**WHAT IS REQUIRED:** Using the listing below, report each line holding the string "node".

───── SUPPLIED MATERIAL

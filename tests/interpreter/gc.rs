//! Collector tests through the engine: cycle reclamation, external holders
//! and traversal failure

use std::time::Duration;

use super::{create_manual_gc_engine, eval};
use jscore::{Engine, EngineConfig, JsError, JsValue};

#[test]
fn test_cycles_are_reclaimed() {
    let mut engine = create_manual_gc_engine();
    engine
        .exec("function mk() { var a = {}; var b = {}; a.p = b; b.p = a; } for (var i = 0; i < 50; i++) mk();")
        .unwrap();
    let before = engine.gc_stats().live_objects;

    let collected = engine.collect_garbage().unwrap();
    assert!(collected >= 100, "collected only {}", collected);
    assert!(engine.gc_stats().live_objects + 100 <= before);
    assert_eq!(engine.gc_stats().last_collected, collected);
}

#[test]
fn test_externally_held_cycle_survives() {
    let mut engine = create_manual_gc_engine();
    engine
        .exec("var keep = {}; (function() { var a = {}, b = {}; a.p = b; b.p = a; keep.a = a; })();")
        .unwrap();
    engine.collect_garbage().unwrap();
    assert_eq!(engine.eval("keep.a.p.p === keep.a").unwrap(), JsValue::Boolean(true));
}

#[test]
fn test_host_reference_keeps_cycle_alive() {
    let mut engine = create_manual_gc_engine();
    let held = engine.eval("var x = {tag: 'held'}; x.self = x; x").unwrap();
    engine.exec("x = null;").unwrap();
    engine.collect_garbage().unwrap();

    let obj = held.as_object().unwrap();
    assert_eq!(obj.borrow().own_value("tag"), Some(JsValue::from("held")));
    assert!(obj.borrow().own_value("self").is_some());
}

#[test]
fn test_closure_cycles_are_reclaimed() {
    let mut engine = create_manual_gc_engine();
    let source = r#"
        function make() {
            var state = {};
            state.fn = function() { return state; };
        }
        for (var i = 0; i < 20; i++) make();
    "#;
    engine.exec(source).unwrap();
    assert!(engine.collect_garbage().unwrap() >= 40);
}

#[test]
fn test_collect_garbage_from_script() {
    assert_eq!(eval("var o = {}; o.o = o; o = null; CollectGarbage(); 1"), JsValue::Int(1));
}

#[test]
fn test_frequent_collection_keeps_live_data() {
    let mut engine = Engine::with_config(EngineConfig {
        gc_interval: Duration::ZERO,
        ..EngineConfig::default()
    });
    let source = r#"
        function node(v, next) { var n = {v: v, next: next}; n.self = n; return n; }
        var list = null;
        for (var i = 0; i < 300; i++) list = node(i, list);
        var sum = 0;
        for (var n = list; n; n = n.next) sum += n.v;
        sum
    "#;
    assert_eq!(engine.eval(source).unwrap(), JsValue::Int(44850));
}

#[test]
fn test_traversal_failure_restores_state() {
    let mut engine = Engine::with_config(EngineConfig {
        gc_interval: Duration::from_secs(3600),
        mark_stack_limit: Some(1),
        ..EngineConfig::default()
    });
    engine
        .exec("var arr = []; for (var i = 0; i < 2000; i++) arr.push({v: i});")
        .unwrap();

    assert!(matches!(engine.collect_garbage(), Err(JsError::OutOfMemory)));

    // Counts were restored: everything is still reachable and intact
    assert_eq!(
        engine
            .eval("var s = 0; for (var i = 0; i < arr.length; i++) s += arr[i].v; s")
            .unwrap(),
        JsValue::Int(1999000)
    );
}

#[test]
fn test_dropping_long_object_chain() {
    let mut engine = create_manual_gc_engine();
    engine
        .exec("var h = null; for (var i = 0; i < 200000; i++) h = {n: h}; h = null;")
        .unwrap();
    let before = engine.gc_stats().live_objects;
    engine
        .exec("var a = null; for (var i = 0; i < 200000; i++) a = [a]; a = null;")
        .unwrap();
    assert!(engine.gc_stats().live_objects <= before + 64);
    assert_eq!(engine.eval("typeof h + typeof a").unwrap(), JsValue::from("objectobject"));
}
/// Member access on `undefined` or `null` fails before the key is used
fn check_base(base: &JsValue, name: &str) -> Result<(), JsError> {
    if base.is_null_or_undefined() {
        return Err(JsError::type_error(
            ErrorCode::OBJECT_EXPECTED,
            format!("Unable to get property '{}' of undefined or null reference", name),
        ));
    }
    Ok(())
}

fn not_a_function(key: &JsValue) -> JsError {
    match key {
        JsValue::String(name) => JsError::type_error(
            ErrorCode::PROPERTY_NOT_SUPPORTED,
            format!("Object doesn't support property or method '{}'", name),
        ),
        _ => JsError::function_expected(),
    }
}

fn define_accessor(obj: &JsObjectRef, name: JsString, f: JsObjectRef, is_getter: bool) {
    let mut o = obj.borrow_mut();
    let flags = PropFlags::ENUMERABLE | PropFlags::CONFIGURABLE;
    let existing = o.props.find(name.as_str(), CaseMode::Sensitive);
    let (getter, setter) = match existing.and_then(|id| o.props.kind(id)) {
        Some(SlotKind::Accessor { getter, setter }) => (getter.clone(), setter.clone()),
        _ => (None, None),
    };
    let kind = if is_getter {
        SlotKind::Accessor {
            getter: Some(f),
            setter,
        }
    } else {
        SlotKind::Accessor {
            getter,
            setter: Some(f),
        }
    };
    match existing {
        Some(id) => o.props.set(id, kind, flags),
        None => {
            o.props.add(name, flags, kind);
        }
    }
}

fn numeric_operands(interp: &mut Interpreter, a: &JsValue, b: &JsValue) -> Result<(f64, f64), JsError> {
    let x = interp.to_number(a)?;
    let y = interp.to_number(b)?;
    Ok((x, y))
}

/// Old value as a number, and the updated value
fn increment(interp: &mut Interpreter, old: &JsValue, delta: i32) -> Result<(JsValue, JsValue), JsError> {
    if let JsValue::Int(i) = old
        && let Some(r) = i.checked_add(delta)
    {
        return Ok((JsValue::Int(*i), JsValue::Int(r)));
    }
    let n = interp.to_number(old)?;
    Ok((JsValue::number(n), JsValue::number(n + f64::from(delta))))
}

──────────

**RESULT:**
        function node(v, next) { var n = {v: v, next: next}; n.self = n; return n; }
        for (var i = 0; i < 300; i++) list = node(i, list);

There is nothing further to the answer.